MOST of them fly! Abedus does not, but it’s an exception among the belostomatids. Lethocerus definitely does fly though, and it makes for some exciting adventures in blacklighting!
Are you kidding~~! “imagine a lethocerus in your hair”. Im from Ny and im visiting my aunt and uncle in Ontario canada. They took me to watch some people fish near a pretty river. It was about 6:30 sun was almost set, and we were standing untop of a bridge. I had my hair down, now my hair is jet black, straight, very thick and very long. As we stood there, i heard a buzzing of wings, then a SWAT!, i friggin felt something moving in my hair. I shook my hair out thinking it was a little bug. About a minute later i still felt something moving in my hair. Well, Nowww…. i start to freak out. I start swatting at my hair and fumbling around like a mad woman. When it finally hit the ground. It was the BIGGEST bug i’ve ever seen in my life. It was about 4-5 inches long, and it had these huge pincer like things in the front. My uncle kicked it away and that was that… Pfft i tie my hair up every were we go now. Lol
I had one crawl up my waders and get tangled in the lanyard around my neck once. It was a harrowing experience having such a large, biting insect that close to my jugular!
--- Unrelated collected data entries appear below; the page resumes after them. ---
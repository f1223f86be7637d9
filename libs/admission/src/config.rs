use crate::error::{Error, Result};

use std::fs::File;
use std::io::Read;
use std::path::Path;
use std::str::FromStr;

use serde::de::DeserializeOwned;
use serde::{Deserialize, Serialize};
use serde_json::Value;

/// Admission configuration file: the ordered list of enabled plugins.
///
/// Accepts YAML or JSON.
#[derive(Clone, Debug, Default, PartialEq, Deserialize, Serialize)]
pub struct AdmissionConfig {
    #[serde(default)]
    pub plugins: Vec<PluginConfig>,
}

#[derive(Clone, Debug, PartialEq, Deserialize, Serialize)]
pub struct PluginConfig {
    pub name: String,
    #[serde(default, skip_serializing_if = "Option::is_none")]
    pub configuration: Option<Value>,
}

impl AdmissionConfig {
    pub fn from_reader<R: Read>(reader: R) -> Result<Self> {
        serde_yaml::from_reader(reader).map_err(|e| {
            Error::ConfigDecodeError("Error decoding admission configuration".to_string(), e)
        })
    }

    pub fn from_file(path: &Path) -> Result<Self> {
        let file = File::open(path).map_err(|e| {
            Error::IoError(
                format!("Error opening admission configuration {}", path.display()),
                e,
            )
        })?;
        Self::from_reader(file)
    }
}

impl FromStr for AdmissionConfig {
    type Err = Error;

    fn from_str(s: &str) -> Result<Self> {
        Self::from_reader(s.as_bytes())
    }
}

/// Decode an optional plugin configuration, falling back to the default when absent.
pub fn decode_plugin_config<T>(plugin: &str, config: Option<Value>) -> Result<T>
where
    T: DeserializeOwned + Default,
{
    match config {
        None | Some(Value::Null) => Ok(T::default()),
        Some(value) => serde_json::from_value(value).map_err(|e| {
            Error::PluginConfigError(format!("Error decoding configuration for {plugin}"), e)
        }),
    }
}
//! Copies the legacy hostname/subdomain annotations onto the pod spec fields.

use crate::attributes::{Attributes, Operation};
use crate::error::{Error, Result};
use crate::plugin::Plugin;

use futures::FutureExt;
use futures::future::BoxFuture;
use k8s_openapi::api::core::v1::Pod;
use serde_json::Value;
use tracing::debug;

pub const PLUGIN_NAME: &str = "SSFixup";
pub const POD_HOSTNAME_ANNOTATION: &str = "pod.beta.kubernetes.io/hostname";
pub const POD_SUBDOMAIN_ANNOTATION: &str = "pod.beta.kubernetes.io/subdomain";

#[derive(Default)]
pub struct SSFixup;

pub fn factory(_config: Option<Value>) -> Result<Box<dyn Plugin>> {
    Ok(Box::new(SSFixup))
}

fn copy_annotation(pod_name: &str, annotation: Option<&String>, field: &mut Option<String>) {
    let Some(value) = annotation else {
        return;
    };
    if field.as_deref().is_none_or(str::is_empty) {
        debug!(msg = "copying annotation to pod spec", pod = pod_name, %value);
        *field = Some(value.clone());
    }
}

impl SSFixup {
    fn fixup(pod: &mut Pod) {
        let name = pod.metadata.name.as_deref().unwrap_or_default();
        let annotations = pod.metadata.annotations.as_ref();
        let Some(spec) = pod.spec.as_mut() else {
            return;
        };

        copy_annotation(
            name,
            annotations.and_then(|a| a.get(POD_HOSTNAME_ANNOTATION)),
            &mut spec.hostname,
        );
        copy_annotation(
            name,
            annotations.and_then(|a| a.get(POD_SUBDOMAIN_ANNOTATION)),
            &mut spec.subdomain,
        );
    }
}

impl Plugin for SSFixup {
    fn name(&self) -> &'static str {
        PLUGIN_NAME
    }

    fn handles(&self, operation: Operation) -> bool {
        matches!(operation, Operation::Create | Operation::Update)
    }

    fn admit<'a>(&'a self, attributes: &'a mut Attributes) -> BoxFuture<'a, Result<()>> {
        let result = if attributes.is_pod() {
            match attributes.object.as_pod_mut() {
                Some(pod) => {
                    Self::fixup(pod);
                    Ok(())
                }
                None => Err(Error::BadRequest(
                    "Resource was marked with kind Pod but was unable to be converted".to_string(),
                )),
            }
        } else {
            Ok(())
        };
        futures::future::ready(result).boxed()
    }
}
I don’t envy your experience, though I’m glad it was only scary and didn’t result in your being bitten.
We entomologists like to hang out around lights at night collecting bugs and I’ve learned through experience that it’s definitely a good idea to keep your hair pulled back if you don’t want to take a bunch of critters home with you. I myself have very curly hair so when things get in, they often can’t get back out. Definitely easier to keep my hair pulled back so they don’t get stuck in there than it is to extract all the bugs when I get home!
I just found one in the pond my sister and I swim in all summer. We also found leeches in the pond. Is there anyway to get rid of these and leeches that you know of? Are they safe to swim with in your pnd?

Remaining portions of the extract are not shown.